State adolescent birthrates over time (1997 through 2005) were modeled using linear mixed-effects models for repeated measures (repeated observations nested within states). The primary predictor was the annual percentage of schools within a state teaching sexuality education topics. Sexuality education topics were lagged 1 year for odd years and 2 years for even years (eg, 1996 Profiles data were used for 1997 and 1998, and 1998 Profiles data were used for 1999 and 2000). Because 2006 Profiles data were not used, 2004 Profiles were used for 3 years of data: 2005, 2006, and 2007. The relationship between the overall average of the sexuality education topics and adolescent birthrates was examined. In addition, the relationship between each specific sexuality education topic and adolescent birthrates was examined in separate univariate models. The year was included in the model to account for trends in adolescent birthrates that could not be explained by any of our measured variables over time. A quadratic polynomial trend was used because it fit the birthrate data better than a linear trend. Then, we adjusted for the demographic characteristics of the state as a block, and lastly we adjusted for the state religious/political climate variables as a block. For time-varying covariates (ie, the sex education variables, race, violent crime, and poverty), to separate the effects of differences within states over time (ie, within-state effects) and the effects of differences between states (ie, between-state effects), we included both the state's mean on the time-varying covariate (ie, a between-states variable) and the state's time-varying deviation around its mean (ie, a within-states variable) in the model.28 Models included a random effect for state. A first-order antedependence covariance structure was used. P < .05 was considered statistically significant. We used SAS, version 9.2 (SAS Institute, Inc), for statistical analyses.

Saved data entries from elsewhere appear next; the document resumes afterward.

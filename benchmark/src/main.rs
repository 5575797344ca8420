use clap::Parser;
use hdrhistogram::Histogram;
use otc_settle::calculate_trade_amounts;
use rand::rngs::StdRng;
use rand::{Rng, SeedableRng};
use rust_decimal::Decimal;
use std::sync::Arc;
use std::time::{Duration, Instant};
use tokio::sync::Mutex;
use tokio::time::sleep;

#[derive(Parser, Debug)]
#[command(author, version, about, long_about = None)]
struct Args {
    /// Number of concurrent workers
    #[arg(short, long, default_value = "4")]
    concurrency: usize,

    /// Pause between quotes per worker, in microseconds
    #[arg(short, long, default_value = "0")]
    interval: u64,

    /// Duration of the benchmark in seconds
    #[arg(short, long, default_value = "10")]
    duration: u64,

    /// Payment token scale used for every quote
    #[arg(short, long, default_value = "6")]
    scale: u32,
}

fn random_inputs(rng: &mut StdRng) -> (Decimal, Decimal, Decimal) {
    let amount = Decimal::new(rng.gen_range(1..100_000_000), rng.gen_range(0..=8));
    let price = Decimal::new(rng.gen_range(1..10_000_000), rng.gen_range(0..=2));
    let fee_rate = Decimal::new(rng.gen_range(0..10_000), 6);
    (amount, price, fee_rate)
}

#[tokio::main]
async fn main() -> anyhow::Result<()> {
    env_logger::try_init().unwrap_or_default();
    let args = Args::parse();

    let histogram = Arc::new(Mutex::new(Histogram::<u64>::new(3)?));
    let total_quotes = Arc::new(Mutex::new(0u64));
    let total_errors = Arc::new(Mutex::new(0u64));

    println!(
        "Starting benchmark with {} concurrent workers, interval {} us, scale {}",
        args.concurrency, args.interval, args.scale
    );

    let mut handles = vec![];
    for worker in 0..args.concurrency {
        let histogram = histogram.clone();
        let total_quotes = total_quotes.clone();
        let total_errors = total_errors.clone();
        let interval = args.interval;
        let scale = args.scale;

        let handle = tokio::spawn(async move {
            let mut rng = StdRng::seed_from_u64(worker as u64);
            loop {
                let (amount, price, fee_rate) = random_inputs(&mut rng);
                let start = Instant::now();
                match calculate_trade_amounts(amount, price, fee_rate, scale) {
                    Ok(_) => {
                        let elapsed = start.elapsed();
                        let mut hist = histogram.lock().await;
                        if let Err(e) = hist.record(elapsed.as_nanos() as u64) {
                            log::warn!("failed to record latency: {}", e);
                        }
                        *total_quotes.lock().await += 1;
                    }
                    Err(e) => {
                        log::debug!("quote failed: {}", e);
                        *total_errors.lock().await += 1;
                    }
                }

                if interval > 0 {
                    sleep(Duration::from_micros(interval)).await;
                } else {
                    tokio::task::yield_now().await;
                }
            }
        });

        handles.push(handle);
    }

    sleep(Duration::from_secs(args.duration)).await;

    for handle in handles {
        handle.abort();
    }

    let total = *total_quotes.lock().await;
    let errors = *total_errors.lock().await;
    let hist = histogram.lock().await;

    println!("\nBenchmark Results:");
    println!("Total Quotes: {}", total);
    println!("Failed Quotes: {}", errors);
    println!("Average QPS: {:.2}", total as f64 / args.duration as f64);
    println!("\nLatency Distribution (nanoseconds):");
    println!("p50: {}", hist.value_at_percentile(50.0));
    println!("p90: {}", hist.value_at_percentile(90.0));
    println!("p95: {}", hist.value_at_percentile(95.0));
    println!("p99: {}", hist.value_at_percentile(99.0));
    println!("p99.9: {}", hist.value_at_percentile(99.9));

    Ok(())
}
//! Decimal parsing and display helpers
//!
//! Contract records carry decimals as strings; these helpers turn user or wire
//! text into `Decimal` and render settlement figures for display.

use crate::engine::rounding::MAX_SCALE;
use crate::error::{Result, SettleError};
use rust_decimal::prelude::FromPrimitive;
use rust_decimal::{Decimal, RoundingStrategy};
use rust_decimal_macros::dec;
use std::str::FromStr;

/// Default number of fractional digits used when writing decimals back to contract records
pub const DEFAULT_DECIMAL_PRECISION: u32 = 6;
/// Parties longer than this are shortened by `format_party_id`
pub const DEFAULT_PARTY_DISPLAY_LEN: usize = 12;

/// Parses a decimal string, accepting plain and scientific notation
///
/// # Arguments
/// * `input` - Text to parse, surrounding whitespace is ignored
///
/// # Returns
/// * `Ok(Decimal)` - The parsed value
/// * `Err(SettleError::InvalidArgument)` - For `NaN` and infinities
/// * `Err(SettleError::Parse)` - For anything else that is not a decimal
pub fn parse_decimal(input: &str) -> Result<Decimal> {
    let trimmed = input.trim();
    if trimmed.is_empty() {
        return Err(SettleError::Parse {
            input: input.to_string(),
            reason: "empty input".to_string(),
        });
    }

    let unsigned = trimmed.trim_start_matches(['+', '-']).to_ascii_lowercase();
    if unsigned == "nan" || unsigned.starts_with("inf") {
        return Err(SettleError::invalid(format!(
            "{} is not a finite number",
            trimmed
        )));
    }

    let parsed = if trimmed.contains(['e', 'E']) {
        Decimal::from_scientific(trimmed)
    } else {
        Decimal::from_str(trimmed)
    };
    parsed.map_err(|e| SettleError::Parse {
        input: input.to_string(),
        reason: e.to_string(),
    })
}

/// Converts a float into a decimal, rejecting `NaN`, infinities and out-of-range values
pub fn decimal_from_f64(value: f64) -> Result<Decimal> {
    if !value.is_finite() {
        return Err(SettleError::invalid(format!(
            "{} is not a finite number",
            value
        )));
    }
    Decimal::from_f64(value)
        .ok_or_else(|| SettleError::invalid(format!("{} is outside the decimal range", value)))
}

/// Renders `value` with exactly `precision` fractional digits, rounding half away from zero
pub fn format_decimal(value: Decimal, precision: u32) -> String {
    let precision = precision.min(MAX_SCALE);
    let mut rounded = value.round_dp_with_strategy(precision, RoundingStrategy::MidpointAwayFromZero);
    rounded.rescale(precision);
    rounded.to_string()
}

fn group_thousands(digits: &str) -> String {
    let len = digits.len();
    let mut grouped = String::with_capacity(len + len / 3);
    for (i, c) in digits.chars().enumerate() {
        if i > 0 && (len - i) % 3 == 0 {
            grouped.push(',');
        }
        grouped.push(c);
    }
    grouped
}

/// Renders an amount with thousands separators and a fixed number of decimals, e.g. `63,225.0050`
pub fn format_amount(value: Decimal, decimals: u32) -> String {
    let fixed = format_decimal(value, decimals);
    let (sign, digits) = match fixed.strip_prefix('-') {
        Some(rest) => ("-", rest),
        None => ("", fixed.as_str()),
    };
    match digits.split_once('.') {
        Some((int_part, frac_part)) => {
            format!("{}{}.{}", sign, group_thousands(int_part), frac_part)
        }
        None => format!("{}{}", sign, group_thousands(digits)),
    }
}

/// `format_amount` followed by the currency symbol, when one is given
pub fn format_currency(value: Decimal, currency: &str, decimals: u32) -> String {
    let formatted = format_amount(value, decimals);
    if currency.is_empty() {
        formatted
    } else {
        format!("{} {}", formatted, currency)
    }
}

/// Fee rate as a percentage with two decimals, e.g. `0.005` -> `0.50%`
pub fn format_fee_rate(rate: Decimal) -> String {
    let percent = rate.checked_mul(dec!(100)).unwrap_or(Decimal::MAX);
    format!("{}%", format_decimal(percent, 2))
}

/// Shortens long party identifiers to `first6...last4`
pub fn format_party_id(party: &str, max_len: usize) -> String {
    let count = party.chars().count();
    if count <= max_len {
        return party.to_string();
    }
    let head: String = party.chars().take(6).collect();
    let tail: String = party.chars().skip(count.saturating_sub(4)).collect();
    format!("{}...{}", head, tail)
}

From 1996 through 2004, most of the 24 states had relatively high percentages of schools teaching sexuality education topics, except for how to use a condom, which was taught to a much lower degree (Table 2).
In 1997, the mean (SD) birthrate for girls aged 15 to 17 years old was 25.6 (8.4) births per 1000 girls; this gradually decreased to 17.7 (5.4) births per 1000 girls in 2005 (Figure). Other state demographic and political variables are presented averaged over time by state in Table 1. New Hampshire had the lowest mean adolescent birthrate during the study period (9.7 births per 1000 girls), whereas Arkansas had the highest (34.8). Alaska had the lowest average score of all sexuality education topics taught (68.8%), whereas New York had the highest (91.0%).
Figure. Mean birthrates for girls aged 15 to 17 years over time for included states.
There was a significant inverse relationship between a state's religiosity and the percentage of schools in the state teaching condom efficacy or how to correctly use a condom (averaged over time), indicating the more religious the state, the less condom education was taught (condom efficacy r = −0.48; P = .02; correct condom use r = −0.58; P = .003). The political ideology of a state was significantly associated with most of the sexuality education topics (significant r ranged from 0.43 to 0.68), indicating that the more liberal the state, the more sexuality education topics were taught. Political ideology was explored as a potential covariate in multivariable models but was not retained in the analysis because it was highly correlated with the sexuality education topics.
Results are presented in Table 3 for within- and between-state effects for each sexuality education topic, first in univariate analysis and then in a multivariable analysis that adjusts for time trend, state demographic variables, and state religious/abortion law variables, in that order. For time-varying covariates, within-state effects are represented in the model by the state's time-varying deviation around its mean, and between-state effects are represented in the model by the state's mean on the time-varying covariate. Adolescent birthrates over time could not be explained by within-state changes in most of the sexuality education topics over time, evidenced by the nonsignificance of the within-state effects of the sexuality education topics even in univariate analysis. The within-state effect of HIV infection prevention became significant in the final model, indicating that increasing education on HIV infection prevention within a state over time is associated with lower birthrates. Two states, Alabama and Idaho, increased their HIV infection prevention education over time to nearly perfect so that essentially all schools taught HIV infection prevention (Alabama from 94% to 100% and Idaho from 92% to 99%) and were thus influential in this finding. These states were not excluded from the model; however, more years of data with more states exhibiting changes in this topic over time may be necessary to validate these findings.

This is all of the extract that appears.